Le triptyque de compétition, contestation, confrontation caractérise donc plutôt fidèlement l’environnement international que nous vivons sans présenter d’issue où le multilatéralisme des relations internationales pourrait reprendre sa juste place. A l’image des visites antérieures réalisées au sein de nos armées, cette visite de l’armée de terre confirme ce changement de paradigme stratégique. Elle le confirme d’ailleurs dans une rhétorique des intervenants de moins en moins aseptisée. Les mots sont choisis ! Il ne s’agit plus de l’armée de terre au contact mais d’une armée de terre de combat ! Les niveaux d’engagement ne sont plus évoqués de manière feutrée mais sont caractérisés par leur dureté. Il faut désormais se réhabituer à la guerre, aux ennemis et au combat sous toutes ses formes…

Bien sûr, cela n’exclut pas l’éventualité de guerres asymétriques pas plus que celles faisant appel à une combinaison de modes d’actions. Il faut donc aussi prendre en compte les modes hybrides où ceux exigeant d’élargir les domaines coercitifs. Les opérations multi domaines devraient tenir une place plus importante et les ruptures technologiques à venir viendront le confirmer. Le cyberespace, l’apport de l’intelligence artificielle dans la mise en œuvre de capacités autonomes sont autant d’éléments venant changer en profondeur la physionomie des conflits. Cette guerre en Ukraine aura donc eu d’indéniables conséquences sur la stratégie en générale et la conflictualité en particulier.

S’il y a bien en effet une forme de haute intensité dans cette guerre, gardons à l’esprit qu’elle n’est que relative et qu’il faut sans doute imaginer un niveau encore plus élevé dans les conflits futurs. Car l’armée russe n’a pas, à l’évidence, démontré l’aptitude opérationnelle qu’elle prétendait détenir. Pour autant, plus d’une année après le début de cette invasion, il est toujours aussi risqué de tirer des conclusions sur l’issue de cette guerre.

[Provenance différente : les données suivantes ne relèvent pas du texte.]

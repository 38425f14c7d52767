//! Internship lifecycle engine: enterprise positions with slot capacity,
//! student applications reviewed by teachers, and the supervised internship
//! that follows approval through expiry and dual evaluation.
//!
//! State machines live in [`domain`], the transactional persistence seam in
//! [`store`], and the orchestration in [`engine`]. The [`router`] module
//! exposes the engine over HTTP; [`memory`] provides the reference store used
//! by the service binary and the test suite.

pub mod audit;
pub mod domain;
pub mod engine;
pub mod memory;
pub mod notify;
pub mod router;
pub mod store;

#[cfg(test)]
mod tests;

pub use audit::{AuditEntry, AuditError, AuditSink, OperationKind};
pub use domain::{
    Actor, Application, ApplicationId, ApplicationRequest, ApplicationStatus, EnterpriseId,
    Evaluator, FileDraft, Internship, InternshipFile, InternshipId, InternshipLog,
    InternshipProgress, InternshipStatus, InvalidTransition, LogEntryDraft, Position,
    PositionChanges, PositionDraft, PositionId, PositionStatus, StudentId, TeacherId,
    ALLOWED_FILE_TYPES, MAX_FILE_SIZE_BYTES, MAX_SCORE,
};
pub use engine::{
    ApprovalOutcome, ConflictCode, EvaluationView, InternshipView, LifecycleEngine,
    LifecycleError, ReminderOutcome, SweepOutcome,
};
pub use memory::MemoryStore;
pub use notify::{Notification, NotificationKind, NotificationSink, NotifyError};
pub use router::lifecycle_router;
pub use store::{LifecycleStore, LifecycleTx, StoreError};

Une conclusion partielle émerge pourtant. Il faut repenser la sécurité pour en assurer la garantie. Il faut la repenser au niveau national, européen et international. Une autre émerge aussi et nous permet de confirmer que nous nous sommes éloignés des temps de la révision générale des politiques publiques appliquée tous azimuts dont les effets ont lourdement pesé sur le fonctionnement de nos armées. Il faut toujours, en matière de défense et de sécurité, se garder de penser que les économies réalisées à un moment donné se solderont pas des dividendes exclusivement positifs. Sans être excessif, il faut donc prêter la plus grande attention au modèle d’armée dont la France a besoin pour jouer ce rôle majeur de puissance d’équilibre ! Ce message doit être entendu…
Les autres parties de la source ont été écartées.